Cutting Edge Developments: Treatment in development, technology-based clinical measures, and predicting progression in MS

Presenters at the cutting-edge developments in MS session at #ACTRIMS deliver the latest key findings on pivotal studies. At the session, we heard about an emerging therapy for relapsing-remitting MS (RRMS), an iPad based technology for clinical assessments, and a novel area of study that aims to predict disease progression and treatment response.

Read on for highlights from the #ACTRIMS cutting edge developments in MS research session.

1. Evobrutinib as an emerging treatment option for RRMS

Evobrutinib (EVO) inhibits the activation of Bruton’s tyrosine kinase which prevents the activation of B cells and macrophages, which are believed to be involved in the abnormal immune response in MS. Dr. Xavier Montalban, neurologist from St. Michael’s Hospital in Toronto, and a team of investigators examined the safety and efficacy of EVO compared to a mock drug in people diagnosed with RRMS. In this double-blind, 48-week, phase II study, individuals were randomized between EVO at either 25 mg daily, 75 mg daily, 75 mg twice daily, mock drug or Tecifedera. The primary outcome was the number of Gadolinium-positive lesions and secondary outcomes included annualized relapse rate. EVO at 75 mg once a day and twice a day significantly reduced the number of Gadolinium-positive lesions at 24-weeks. Also, while not statistically significant, EVO led to a decrease in annualized-relapse rate. While serious adverse effects were comparable between most groups, they were higher in the EVO group that was administered the drug 75 mg twice daily. Additional results on EVO at 48-weeks will be presented at future meetings.

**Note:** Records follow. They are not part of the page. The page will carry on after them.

use chrono::{Datelike, NaiveDate, Weekday};
use vacation_quote::{
    Canton, CantonCalendar, HolidayTable, PublicHoliday, UnknownCanton, swiss_holidays,
};

fn d(y: i32, m: u32, d: u32) -> NaiveDate {
    NaiveDate::from_ymd_opt(y, m, d).unwrap()
}

#[test]
fn canton_codes_are_case_insensitive() {
    assert_eq!(Canton::from_code(" ge "), Some(Canton::GE));
    assert_eq!(Canton::from_code("Vd"), Some(Canton::VD));
    assert_eq!(Canton::from_code("XX"), None);
    assert_eq!("zh".parse::<Canton>(), Ok(Canton::ZH));
    assert_eq!(Canton::TI.to_string(), "TI");
    let err = "xx".parse::<Canton>().unwrap_err();
    assert_eq!(err, UnknownCanton("xx".into()));
    assert_eq!(err.to_string(), "unknown canton code 'xx'");
}

#[test]
fn easter_relative_holidays_2025() {
    assert_eq!(PublicHoliday::GoodFriday.date_in(2025), Some(d(2025, 4, 18)));
    assert_eq!(PublicHoliday::EasterMonday.date_in(2025), Some(d(2025, 4, 21)));
    assert_eq!(PublicHoliday::Ascension.date_in(2025), Some(d(2025, 5, 29)));
    assert_eq!(PublicHoliday::WhitMonday.date_in(2025), Some(d(2025, 6, 9)));
}

#[test]
fn september_fast_days_follow_sundays() {
    let jeune = PublicHoliday::JeuneGenevois.date_in(2025).unwrap();
    assert_eq!(jeune, d(2025, 9, 11));
    assert_eq!(jeune.weekday(), Weekday::Thu);

    let lundi = PublicHoliday::LundiDuJeune.date_in(2025).unwrap();
    assert_eq!(lundi, d(2025, 9, 22));
    assert_eq!(lundi.weekday(), Weekday::Mon);
}

#[test]
fn geneva_holidays_2025() {
    let dates = swiss_holidays(Canton::GE, 2025, 2025);
    let expected = vec![
        d(2025, 1, 1),
        d(2025, 4, 18),
        d(2025, 4, 21),
        d(2025, 5, 29),
        d(2025, 6, 9),
        d(2025, 8, 1),
        d(2025, 9, 11),
        d(2025, 12, 25),
        d(2025, 12, 26),
        d(2025, 12, 31),
    ];
    assert_eq!(dates, expected);
}

#[test]
fn cantonal_holidays_differ() {
    let vd = swiss_holidays(Canton::VD, 2025, 2025);
    assert!(vd.contains(&d(2025, 1, 2)));
    assert!(vd.contains(&d(2025, 9, 22)));
    assert!(!vd.contains(&d(2025, 9, 11)));

    let vs = swiss_holidays(Canton::VS, 2025, 2025);
    assert!(vs.contains(&d(2025, 3, 19)));
    assert!(!vs.contains(&d(2025, 4, 18)));
}

#[test]
fn holidays_span_multiple_years() {
    let dates = swiss_holidays(Canton::GE, 2026, 2025);
    assert!(dates.contains(&d(2025, 12, 31)));
    assert!(dates.contains(&d(2026, 1, 1)));
    assert!(dates.windows(2).all(|w| w[0] < w[1]));
}

#[test]
fn unknown_canton_has_no_holidays() {
    let calendar = CantonCalendar::resolve("XX", true, &HolidayTable::new(), 2025, 2025);
    assert!(!calendar.is_known());
    assert_eq!(calendar.canton(), "XX");
    assert!(!calendar.is_holiday(d(2025, 8, 1)));
    assert_eq!(calendar.holidays().count(), 0);
}

#[test]
fn table_entries_extend_builtin_calendar() {
    let mut table = HolidayTable::new();
    table.add_holiday("ge", d(2025, 12, 24));
    table.add_holiday("XX", d(2025, 3, 3));

    let geneva = CantonCalendar::resolve("GE", true, &table, 2025, 2025);
    assert!(geneva.is_holiday(d(2025, 12, 24)));
    assert!(geneva.is_holiday(d(2025, 12, 25)));

    let custom = CantonCalendar::resolve("xx", true, &table, 2025, 2025);
    assert!(custom.is_known());
    assert!(custom.is_holiday(d(2025, 3, 3)));
}

#[test]
fn builtin_calendar_can_be_disabled() {
    let mut table = HolidayTable::new();
    table.add_holiday("GE", d(2025, 12, 24));
    let calendar = CantonCalendar::resolve("GE", false, &table, 2025, 2025);
    assert!(calendar.is_known());
    assert!(calendar.is_holiday(d(2025, 12, 24)));
    assert!(!calendar.is_holiday(d(2025, 12, 25)));
}

#[test]
fn holidays_in_range_is_inclusive() {
    let calendar = CantonCalendar::resolve("GE", true, &HolidayTable::new(), 2025, 2025);
    let december = calendar.holidays_in_range(d(2025, 12, 25), d(2025, 12, 31));
    assert_eq!(december, vec![d(2025, 12, 25), d(2025, 12, 26), d(2025, 12, 31)]);
    assert!(
        calendar
            .holidays_in_range(d(2025, 12, 31), d(2025, 12, 1))
            .is_empty()
    );
}

#[test]
fn recurring_and_removed_holidays() {
    let mut table = HolidayTable::new();
    table.add_recurring_holiday("NE", 12, 24, 2025, 2027);
    assert_eq!(table.len(), 3);
    assert!(table.contains("ne", d(2026, 12, 24)));

    assert!(table.remove_holiday("NE", d(2026, 12, 24)));
    assert!(!table.remove_holiday("NE", d(2026, 12, 24)));
    assert_eq!(table.len(), 2);

    table.remove_holiday("NE", d(2025, 12, 24));
    table.remove_holiday("NE", d(2027, 12, 24));
    assert!(table.is_empty());
}

#[test]
fn holiday_table_json_is_keyed_by_canton() {
    let mut table = HolidayTable::new();
    table.add_holidays("GE", &[d(2025, 12, 24), d(2025, 1, 2)]);

    let json = serde_json::to_value(&table).unwrap();
    assert_eq!(
        json,
        serde_json::json!({ "GE": ["2025-01-02", "2025-12-24"] })
    );

    let parsed: HolidayTable = serde_json::from_value(json).unwrap();
    assert_eq!(parsed, table);
}

#[test]
fn swiss_table_covers_every_canton() {
    let table = HolidayTable::swiss(2025, 2025);
    assert_eq!(table.cantons().count(), Canton::ALL.len());
    for canton in Canton::ALL {
        assert!(table.contains(canton.as_str(), d(2025, 8, 1)));
    }
}

#[test]
fn naefelser_fahrt_skips_easter_thursdays() {
    assert_eq!(PublicHoliday::NaefelserFahrt.date_in(2025), Some(d(2025, 4, 3)));
    // Maundy Thursday
    assert_eq!(PublicHoliday::NaefelserFahrt.date_in(2021), Some(d(2021, 4, 8)));
    // Thursday after Easter
    assert_eq!(PublicHoliday::NaefelserFahrt.date_in(2024), Some(d(2024, 4, 11)));
    assert_eq!(PublicHoliday::NaefelserFahrt.date_in(2027), Some(d(2027, 4, 8)));

    let calendar = CantonCalendar::resolve("GL", true, &HolidayTable::new(), 2027, 2027);
    assert!(calendar.is_holiday(d(2027, 4, 8)));
    assert!(!calendar.is_holiday(d(2027, 4, 1)));
}
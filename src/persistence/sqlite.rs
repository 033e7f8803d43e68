use super::{PersistenceResult, QuoteStore};
use crate::{Client, Quote, QuoteItem, QuoteMetadata, QuoteSettings, VacationEntry};
use rusqlite::{Connection, OptionalExtension, params};
use std::sync::Mutex;

pub struct SqliteQuoteStore {
    connection: Mutex<Connection>,
}

impl SqliteQuoteStore {
    pub fn new<P: AsRef<std::path::Path>>(path: P) -> PersistenceResult<Self> {
        let connection = Connection::open(path)?;
        Self::initialize_schema(&connection)?;
        Ok(Self {
            connection: Mutex::new(connection),
        })
    }

    pub fn in_memory() -> PersistenceResult<Self> {
        let connection = Connection::open_in_memory()?;
        Self::initialize_schema(&connection)?;
        Ok(Self {
            connection: Mutex::new(connection),
        })
    }

    fn initialize_schema(connection: &Connection) -> PersistenceResult<()> {
        let ddl = r#"
            PRAGMA foreign_keys = ON;
            CREATE TABLE IF NOT EXISTS quote_header (
                id INTEGER PRIMARY KEY CHECK (id = 1),
                metadata_json TEXT NOT NULL,
                client_json TEXT NOT NULL,
                settings_json TEXT NOT NULL
            );
            CREATE TABLE IF NOT EXISTS vacations (
                id INTEGER PRIMARY KEY,
                vacation_json TEXT NOT NULL
            );
            CREATE TABLE IF NOT EXISTS items (
                id INTEGER PRIMARY KEY,
                item_json TEXT NOT NULL
            );
        "#;
        connection.execute_batch(ddl)?;
        Ok(())
    }

    fn save_header(&self, tx: &rusqlite::Transaction, quote: &Quote) -> PersistenceResult<()> {
        let metadata = serde_json::to_string(quote.metadata())?;
        let client = serde_json::to_string(quote.client())?;
        let settings = serde_json::to_string(quote.settings())?;
        tx.execute("DELETE FROM quote_header", [])?;
        tx.execute(
            "INSERT INTO quote_header (id, metadata_json, client_json, settings_json) VALUES (1, ?1, ?2, ?3)",
            params![metadata, client, settings],
        )?;
        Ok(())
    }

    fn save_vacations(&self, tx: &rusqlite::Transaction, quote: &Quote) -> PersistenceResult<()> {
        tx.execute("DELETE FROM vacations", [])?;
        let mut stmt = tx.prepare("INSERT INTO vacations (id, vacation_json) VALUES (?1, ?2)")?;
        for entry in quote.vacations() {
            let json = serde_json::to_string(entry)?;
            stmt.execute(params![entry.id, json])?;
        }
        Ok(())
    }

    fn save_items(&self, tx: &rusqlite::Transaction, quote: &Quote) -> PersistenceResult<()> {
        tx.execute("DELETE FROM items", [])?;
        let mut stmt = tx.prepare("INSERT INTO items (id, item_json) VALUES (?1, ?2)")?;
        for item in quote.items() {
            let json = serde_json::to_string(item)?;
            stmt.execute(params![item.id, json])?;
        }
        Ok(())
    }
}

impl QuoteStore for SqliteQuoteStore {
    fn save_quote(&self, quote: &Quote) -> PersistenceResult<()> {
        super::validate_vacations(quote.vacations())?;
        let mut conn = self.connection.lock().expect("sqlite mutex poisoned");
        let tx = conn.transaction()?;
        self.save_header(&tx, quote)?;
        self.save_vacations(&tx, quote)?;
        self.save_items(&tx, quote)?;
        tx.commit()?;
        tracing::info!(vacations = quote.vacations().len(), "quote saved to sqlite");
        Ok(())
    }

    fn load_quote(&self) -> PersistenceResult<Option<Quote>> {
        let conn = self.connection.lock().expect("sqlite mutex poisoned");

        let mut stmt = conn.prepare(
            "SELECT metadata_json, client_json, settings_json FROM quote_header WHERE id = 1",
        )?;
        let header: Option<(String, String, String)> = stmt
            .query_row([], |row| Ok((row.get(0)?, row.get(1)?, row.get(2)?)))
            .optional()?;

        let Some((metadata_json, client_json, settings_json)) = header else {
            return Ok(None);
        };

        let metadata: QuoteMetadata = serde_json::from_str(&metadata_json)?;
        let client: Client = serde_json::from_str(&client_json)?;
        let settings: QuoteSettings = serde_json::from_str(&settings_json)?;

        let mut stmt = conn.prepare("SELECT vacation_json FROM vacations ORDER BY id ASC")?;
        let rows = stmt.query_map([], |row| row.get::<_, String>(0))?;
        let mut vacations = Vec::new();
        for json in rows {
            let entry: VacationEntry = serde_json::from_str(&json?)?;
            vacations.push(entry);
        }

        let mut stmt = conn.prepare("SELECT item_json FROM items ORDER BY id ASC")?;
        let rows = stmt.query_map([], |row| row.get::<_, String>(0))?;
        let mut items = Vec::new();
        for json in rows {
            let item: QuoteItem = serde_json::from_str(&json?)?;
            items.push(item);
        }

        super::validate_vacations(&vacations)?;

        let mut quote = Quote::from_parts(metadata, client, settings)?;
        for entry in vacations {
            quote.upsert_vacation(entry)?;
        }
        for item in items {
            quote.add_item(item)?;
        }
        Ok(Some(quote))
    }
}
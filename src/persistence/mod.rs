use crate::Quote;
use crate::quote::QuoteError;
use crate::vacation::VacationEntry;
use crate::vacation_validation;
use serde_json::Error as SerdeJsonError;
use std::fmt;
use std::io;

#[derive(Debug)]
pub enum PersistenceError {
    Serialization(SerdeJsonError),
    Io(io::Error),
    #[cfg(feature = "sqlite")]
    Sqlite(rusqlite::Error),
    Csv(csv::Error),
    InvalidData(String),
    NotFound,
}

impl fmt::Display for PersistenceError {
    fn fmt(&self, f: &mut fmt::Formatter<'_>) -> fmt::Result {
        match self {
            PersistenceError::Serialization(err) => write!(f, "serialization error: {err}"),
            PersistenceError::Io(err) => write!(f, "io error: {err}"),
            #[cfg(feature = "sqlite")]
            PersistenceError::Sqlite(err) => write!(f, "sqlite error: {err}"),
            PersistenceError::Csv(err) => write!(f, "csv error: {err}"),
            PersistenceError::InvalidData(msg) => write!(f, "invalid data: {msg}"),
            PersistenceError::NotFound => write!(f, "no quote stored"),
        }
    }
}

impl std::error::Error for PersistenceError {}

impl From<SerdeJsonError> for PersistenceError {
    fn from(value: SerdeJsonError) -> Self {
        Self::Serialization(value)
    }
}

impl From<io::Error> for PersistenceError {
    fn from(value: io::Error) -> Self {
        Self::Io(value)
    }
}

#[cfg(feature = "sqlite")]
impl From<rusqlite::Error> for PersistenceError {
    fn from(value: rusqlite::Error) -> Self {
        Self::Sqlite(value)
    }
}

impl From<csv::Error> for PersistenceError {
    fn from(value: csv::Error) -> Self {
        Self::Csv(value)
    }
}

impl From<QuoteError> for PersistenceError {
    fn from(value: QuoteError) -> Self {
        Self::InvalidData(value.to_string())
    }
}

pub type PersistenceResult<T> = Result<T, PersistenceError>;

pub trait QuoteStore {
    fn save_quote(&self, quote: &Quote) -> PersistenceResult<()>;
    fn load_quote(&self) -> PersistenceResult<Option<Quote>>;
}

pub fn validate_vacations(entries: &[VacationEntry]) -> PersistenceResult<()> {
    vacation_validation::validate_vacation_collection(entries)
        .map_err(|err| PersistenceError::InvalidData(err.to_string()))
}

pub mod file;
#[cfg(feature = "sqlite")]
pub mod sqlite;

pub use file::{
    export_vacation_lines_to_csv, load_quote_from_csv, load_quote_from_json, load_settings_from_json,
    save_quote_to_csv, save_quote_to_json, save_settings_to_json,
};
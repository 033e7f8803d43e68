//! `HH:MM` wall-clock times on the JSON boundary.

use chrono::{NaiveTime, Timelike};
use serde::{Deserialize, Deserializer, Serializer, de};

pub const FORMAT: &str = "%H:%M";

/// Strict `HH:MM`; seconds are rejected since they would not survive a save.
pub fn parse(input: &str) -> Option<NaiveTime> {
    NaiveTime::parse_from_str(input.trim(), FORMAT).ok()
}

pub fn truncate_to_minute(time: NaiveTime) -> NaiveTime {
    NaiveTime::from_hms_opt(time.hour(), time.minute(), 0).unwrap_or(time)
}

pub fn format(time: NaiveTime) -> String {
    time.format(FORMAT).to_string()
}

pub fn serialize<S>(time: &NaiveTime, serializer: S) -> Result<S::Ok, S::Error>
where
    S: Serializer,
{
    serializer.serialize_str(&format(*time))
}

pub fn deserialize<'de, D>(deserializer: D) -> Result<NaiveTime, D::Error>
where
    D: Deserializer<'de>,
{
    let raw = String::deserialize(deserializer)?;
    parse(&raw).ok_or_else(|| de::Error::custom(format!("invalid time '{raw}', expected HH:MM")))
}
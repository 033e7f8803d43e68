use chrono::{Days, Local, NaiveDate};
use serde::{Deserialize, Serialize};

#[derive(Debug, Clone, PartialEq, Serialize, Deserialize)]
pub struct QuoteMetadata {
    pub quote_number: String,
    pub title: String,
    pub issue_date: NaiveDate,
    pub validity_days: u32,
    #[serde(default, skip_serializing_if = "Option::is_none")]
    pub notes: Option<String>,
}

impl QuoteMetadata {
    /// `None` when the validity period runs past the supported date range.
    pub fn valid_until(&self) -> Option<NaiveDate> {
        self.issue_date
            .checked_add_days(Days::new(u64::from(self.validity_days)))
    }
}

impl Default for QuoteMetadata {
    fn default() -> Self {
        Self {
            quote_number: "DEV-0001".to_string(),
            title: "Offre de surveillance".to_string(),
            issue_date: Local::now().date_naive(),
            validity_days: 30,
            notes: None,
        }
    }
}

/// Recipient of the quote.
#[derive(Debug, Clone, Default, PartialEq, Serialize, Deserialize)]
pub struct Client {
    pub name: String,
    #[serde(default, skip_serializing_if = "Vec::is_empty")]
    pub address_lines: Vec<String>,
    #[serde(default, skip_serializing_if = "Option::is_none")]
    pub email: Option<String>,
    #[serde(default, skip_serializing_if = "Option::is_none")]
    pub phone: Option<String>,
}

impl Client {
    pub fn new(name: impl Into<String>) -> Self {
        Self {
            name: name.into(),
            ..Self::default()
        }
    }

    pub fn is_empty(&self) -> bool {
        self.name.trim().is_empty()
    }
}
use crate::calendar::{CantonCalendar, HolidayTable};
use crate::serde_time;
use chrono::{NaiveTime, Timelike};
use serde::{Deserialize, Serialize};
use std::collections::BTreeMap;
use std::fmt;
use std::str::FromStr;

/// Daily window whose minutes count as night hours.
///
/// `start > end` wraps midnight (23:00-06:00), `start < end` stays within one
/// day, `start == end` disables night hours.
#[derive(Debug, Clone, Copy, PartialEq, Eq, Serialize, Deserialize)]
pub struct NightWindow {
    #[serde(with = "serde_time")]
    pub start: NaiveTime,
    #[serde(with = "serde_time")]
    pub end: NaiveTime,
}

impl NightWindow {
    pub fn new(start: NaiveTime, end: NaiveTime) -> Self {
        Self { start, end }
    }

    pub fn is_disabled(&self) -> bool {
        self.start == self.end
    }

    pub fn wraps_midnight(&self) -> bool {
        self.start > self.end
    }

    pub fn contains(&self, time: NaiveTime) -> bool {
        if self.is_disabled() {
            false
        } else if self.wraps_midnight() {
            time >= self.start || time < self.end
        } else {
            time >= self.start && time < self.end
        }
    }

    /// Minutes per day covered by the window.
    pub fn daily_minutes(&self) -> i64 {
        let start = minute_of_day(self.start);
        let end = minute_of_day(self.end);
        if self.is_disabled() {
            0
        } else if self.wraps_midnight() {
            24 * 60 - start + end
        } else {
            end - start
        }
    }
}

impl Default for NightWindow {
    fn default() -> Self {
        Self {
            start: NaiveTime::from_hms_opt(23, 0, 0).unwrap_or(NaiveTime::MIN),
            end: NaiveTime::from_hms_opt(6, 0, 0).unwrap_or(NaiveTime::MIN),
        }
    }
}

fn minute_of_day(time: NaiveTime) -> i64 {
    i64::from(time.hour()) * 60 + i64::from(time.minute())
}

/// How unpaid pause minutes are taken out of the hour buckets.
#[derive(Debug, Clone, Copy, PartialEq, Eq, Default, Serialize, Deserialize)]
#[serde(rename_all = "snake_case")]
pub enum PauseAllocation {
    /// Remove from normal hours first, then proportionally from the others.
    #[default]
    NormalFirst,
    /// Remove from every bucket in proportion to its size.
    Proportional,
}

impl PauseAllocation {
    pub fn as_str(&self) -> &'static str {
        match self {
            PauseAllocation::NormalFirst => "normal_first",
            PauseAllocation::Proportional => "proportional",
        }
    }
}

impl FromStr for PauseAllocation {
    type Err = SettingsError;

    fn from_str(s: &str) -> Result<Self, Self::Err> {
        match s.trim().to_ascii_lowercase().as_str() {
            "normal_first" | "normal" => Ok(PauseAllocation::NormalFirst),
            "proportional" => Ok(PauseAllocation::Proportional),
            _ => Err(SettingsError::UnknownOption {
                field: "pause_allocation",
                value: s.to_string(),
            }),
        }
    }
}

/// Which markup wins when a minute falls on a public holiday that is also a Sunday.
#[derive(Debug, Clone, Copy, PartialEq, Eq, Default, Serialize, Deserialize)]
#[serde(rename_all = "snake_case")]
pub enum HolidayPrecedence {
    #[default]
    HolidayFirst,
    SundayFirst,
}

impl HolidayPrecedence {
    pub fn as_str(&self) -> &'static str {
        match self {
            HolidayPrecedence::HolidayFirst => "holiday_first",
            HolidayPrecedence::SundayFirst => "sunday_first",
        }
    }
}

impl FromStr for HolidayPrecedence {
    type Err = SettingsError;

    fn from_str(s: &str) -> Result<Self, Self::Err> {
        match s.trim().to_ascii_lowercase().as_str() {
            "holiday_first" | "holiday" => Ok(HolidayPrecedence::HolidayFirst),
            "sunday_first" | "sunday" => Ok(HolidayPrecedence::SundayFirst),
            _ => Err(SettingsError::UnknownOption {
                field: "holiday_precedence",
                value: s.to_string(),
            }),
        }
    }
}

#[derive(Debug, Clone, PartialEq)]
pub enum SettingsError {
    InvalidPercentage { field: &'static str, value: f64 },
    InvalidVat(f64),
    InvalidAgentRate { agent_type: String, rate: f64 },
    EmptyCurrency,
    UnknownOption { field: &'static str, value: String },
}

impl fmt::Display for SettingsError {
    fn fmt(&self, f: &mut fmt::Formatter<'_>) -> fmt::Result {
        match self {
            SettingsError::InvalidPercentage { field, value } => {
                write!(f, "{field} must be a non-negative percentage (got {value})")
            }
            SettingsError::InvalidVat(value) => {
                write!(f, "vat_pct must be between 0 and 100 (got {value})")
            }
            SettingsError::InvalidAgentRate { agent_type, rate } => write!(
                f,
                "suggested rate for agent type '{agent_type}' must be positive (got {rate})"
            ),
            SettingsError::EmptyCurrency => write!(f, "currency must not be empty"),
            SettingsError::UnknownOption { field, value } => {
                write!(f, "unknown {field} '{value}'")
            }
        }
    }
}

impl std::error::Error for SettingsError {}

/// Everything the calculator needs besides the vacation itself.
#[derive(Debug, Clone, PartialEq, Serialize, Deserialize)]
#[serde(default)]
pub struct QuoteSettings {
    pub night_window: NightWindow,
    pub night_markup_pct: f64,
    pub sunday_markup_pct: f64,
    pub holiday_markup_pct: f64,
    pub vat_pct: f64,
    pub currency: String,
    pub pause_allocation: PauseAllocation,
    pub holiday_precedence: HolidayPrecedence,
    /// Use the built-in Swiss cantonal holidays in addition to `holidays`.
    pub swiss_holidays: bool,
    pub holidays: HolidayTable,
    /// Suggested hourly rate per agent type. Never used by the calculator.
    pub agent_rates: BTreeMap<String, f64>,
}

impl Default for QuoteSettings {
    fn default() -> Self {
        let agent_rates = BTreeMap::from([
            ("agent de sécurité".to_string(), 45.0),
            ("agent cynophile".to_string(), 55.0),
            ("chef de poste".to_string(), 60.0),
        ]);
        Self {
            night_window: NightWindow::default(),
            night_markup_pct: 25.0,
            sunday_markup_pct: 50.0,
            holiday_markup_pct: 100.0,
            vat_pct: 8.1,
            currency: "CHF".to_string(),
            pause_allocation: PauseAllocation::default(),
            holiday_precedence: HolidayPrecedence::default(),
            swiss_holidays: true,
            holidays: HolidayTable::default(),
            agent_rates,
        }
    }
}

impl QuoteSettings {
    pub fn validate(&self) -> Result<(), SettingsError> {
        for (field, value) in [
            ("night_markup_pct", self.night_markup_pct),
            ("sunday_markup_pct", self.sunday_markup_pct),
            ("holiday_markup_pct", self.holiday_markup_pct),
        ] {
            if !value.is_finite() || value < 0.0 {
                return Err(SettingsError::InvalidPercentage { field, value });
            }
        }
        if !self.vat_pct.is_finite() || self.vat_pct < 0.0 || self.vat_pct >= 100.0 {
            return Err(SettingsError::InvalidVat(self.vat_pct));
        }
        if self.currency.trim().is_empty() {
            return Err(SettingsError::EmptyCurrency);
        }
        for (agent_type, rate) in &self.agent_rates {
            if !rate.is_finite() || *rate <= 0.0 {
                return Err(SettingsError::InvalidAgentRate {
                    agent_type: agent_type.clone(),
                    rate: *rate,
                });
            }
        }
        Ok(())
    }

    /// Agent types are matched case-insensitively.
    pub fn suggested_rate(&self, agent_type: &str) -> Option<f64> {
        let wanted = agent_type.trim().to_lowercase();
        self.agent_rates
            .iter()
            .find(|(name, _)| name.to_lowercase() == wanted)
            .map(|(_, rate)| *rate)
    }

    pub fn set_agent_rate(&mut self, agent_type: impl Into<String>, rate: f64) {
        self.agent_rates.insert(agent_type.into(), rate);
    }

    pub fn canton_calendar(&self, canton: &str, start_year: i32, end_year: i32) -> CantonCalendar {
        CantonCalendar::resolve(
            canton,
            self.swiss_holidays,
            &self.holidays,
            start_year,
            end_year,
        )
    }
}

2. Clinical assessments using technology-based testing

Dr. Laura Baldassari and the research team at Cleveland Clinic developed a test that can be administered on the iPad called the Multiple Sclerosis Performance Test (MSPT). The test examines processing speed, manual dexterity, walking speed and contrast sensitivity and was integrated as part of the clinical care for patients with MS at the Cleveland Clinic. Dr. Baldassari presented research on the associations between the components of the MSPT and patient-reported outcomes (PRO) and MRI measures. The study recruited 976 patients at the clinic. There were moderate correlations between MSPT, PRO, and MRI measures. Similarities in outcomes were witnessed between the MSPT and PRO including the patient determined disease steps, a measure of disability in MS, and certain measures of quality o life. The lesion volume and whole brain volumes were linked with the processing speed of the MSPT. This research shows the feasibility of using an iPad based test to produce relevant outcome measures that can be evaluated in clinical practice. Further validation and longitudinal assessments of the MSPT test with MRI outcomes is needed.

3. Predicting disability and treatment response using radiomics

The extraction of large amounts of quantitative imaging features from medical devices using algorithms is called radiomics. The use of extracting this data is to develop machine learning models that can provide important information on clinical outcomes. As a key component of diagnosis and monitoring disease is the use of MRI, radiomics can be used to extract data from the images to potentially predict disability and treatment response. Mr. Kareem Wahid, an MD/PhD student from the McGovern Medical School at the University of Texas Health Science Center at Houston, compared the radiomic measures with clinical data. A cohort of 92 individuals diagnosed with relapsing-remitting MS was selected for the comparison analysis. In the preliminary analysis, Mr. Wahid showed better predictive performance compared to clinical features and lesion volumes for measuring disability progression and treatment response using radiomics. This early study sets the foundation to further explore radiomics for the prediction of clinical outcomes in MS. Furthermore, as MS varies between person to person, there is a need to shift to a paradigm of a more personalized approach. Radiomics has the potential to contribute to the enhancement of precision medicine in MS.